*** The data Section Begins ***

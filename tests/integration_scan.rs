// tests/integration_scan.rs
//! Full pipeline against real files: scan -> registry -> graph -> DOT.

use std::fs;
use std::path::PathBuf;

use taggraph_core::error::TagGraphError;
use taggraph_core::graph::{TagGraph, VertexKind};
use taggraph_core::render;
use taggraph_core::scan;
use taggraph_core::source::SourceRegistry;
use tempfile::TempDir;

fn write_doc(dir: &TempDir, name: &str, content: &str) -> PathBuf {
    let path = dir.path().join(name);
    fs::write(&path, content).expect("failed to write test doc");
    path
}

#[test]
fn test_scan_two_documents() {
    let dir = TempDir::new().unwrap();
    // Absolute inputs keep the test independent of the process cwd.
    let a = write_doc(&dir, "a.md", "Hello [[alpha]] world [[beta]] [[alpha]]");
    let b = write_doc(&dir, "b.md", "[[beta]] only");

    let mut registry = SourceRegistry::new();
    scan::scan_sources(&[a.clone(), b.clone()], &mut registry).unwrap();

    assert_eq!(registry.len(), 2);
    let graph = TagGraph::build(registry.sources());

    assert_eq!(graph.vertex_count(), 4);
    assert_eq!(graph.edge_count(), 3);
    assert!(graph.contains(VertexKind::Tag, "alpha"));
    assert!(graph.contains(VertexKind::Tag, "beta"));
    assert_eq!(graph.in_degree(VertexKind::Tag, "beta"), 2);
}

#[test]
fn test_missing_file_aborts_run() {
    let dir = TempDir::new().unwrap();
    let present = write_doc(&dir, "present.md", "[[x]]");
    let missing = dir.path().join("missing.md");

    let mut registry = SourceRegistry::new();
    let err = scan::scan_sources(&[present, missing.clone()], &mut registry).unwrap_err();

    match err {
        TagGraphError::SourceRead { path, .. } => {
            assert!(path.ends_with("missing.md"));
        }
        other => panic!("expected SourceRead, got: {other}"),
    }
}

#[test]
fn test_rescan_same_file_is_upsert() {
    let dir = TempDir::new().unwrap();
    let doc = write_doc(&dir, "doc.md", "[[old]]");

    let mut registry = SourceRegistry::new();
    scan::scan_sources(&[doc.clone()], &mut registry).unwrap();

    fs::write(&doc, "[[new]]").unwrap();
    scan::scan_sources(&[doc], &mut registry).unwrap();

    assert_eq!(registry.len(), 1);
    let graph = TagGraph::build(registry.sources());
    assert!(graph.contains(VertexKind::Tag, "new"));
    assert!(!graph.contains(VertexKind::Tag, "old"));
}

#[test]
fn test_tagless_document_is_isolated_vertex() {
    let dir = TempDir::new().unwrap();
    let doc = write_doc(&dir, "plain.md", "no markers here");

    let mut registry = SourceRegistry::new();
    scan::scan_sources(&[doc], &mut registry).unwrap();

    let graph = TagGraph::build(registry.sources());
    assert_eq!(graph.vertex_count(), 1);
    assert_eq!(graph.edge_count(), 0);
}

#[test]
fn test_write_dot_output_file() {
    let dir = TempDir::new().unwrap();
    let doc = write_doc(&dir, "doc.md", "[[alpha]] and [[beta]]");

    let mut registry = SourceRegistry::new();
    scan::scan_sources(&[doc], &mut registry).unwrap();
    let graph = TagGraph::build(registry.sources());

    let out = dir.path().join("mygraph.gv");
    render::write_dot(&graph, &out).unwrap();

    let dot = fs::read_to_string(&out).unwrap();
    assert!(dot.starts_with("digraph"));
    assert!(dot.contains("alpha"));
    assert!(dot.contains("beta"));
}

#[test]
fn test_write_dot_bad_path_errors() {
    let dir = TempDir::new().unwrap();
    let graph = TagGraph::build([]);

    let out = dir.path().join("no_such_dir").join("mygraph.gv");
    let err = render::write_dot(&graph, &out).unwrap_err();
    assert!(matches!(err, TagGraphError::Render { .. }));
}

*** The data Section Ends ***

— Work item —
Lines holding the word "TagGraphError" are the answer; copy every one from the records above.

— Solution to this exercise —
use taggraph_core::error::TagGraphError;
        TagGraphError::SourceRead { path, .. } => {
    assert!(matches!(err, TagGraphError::Render { .. }));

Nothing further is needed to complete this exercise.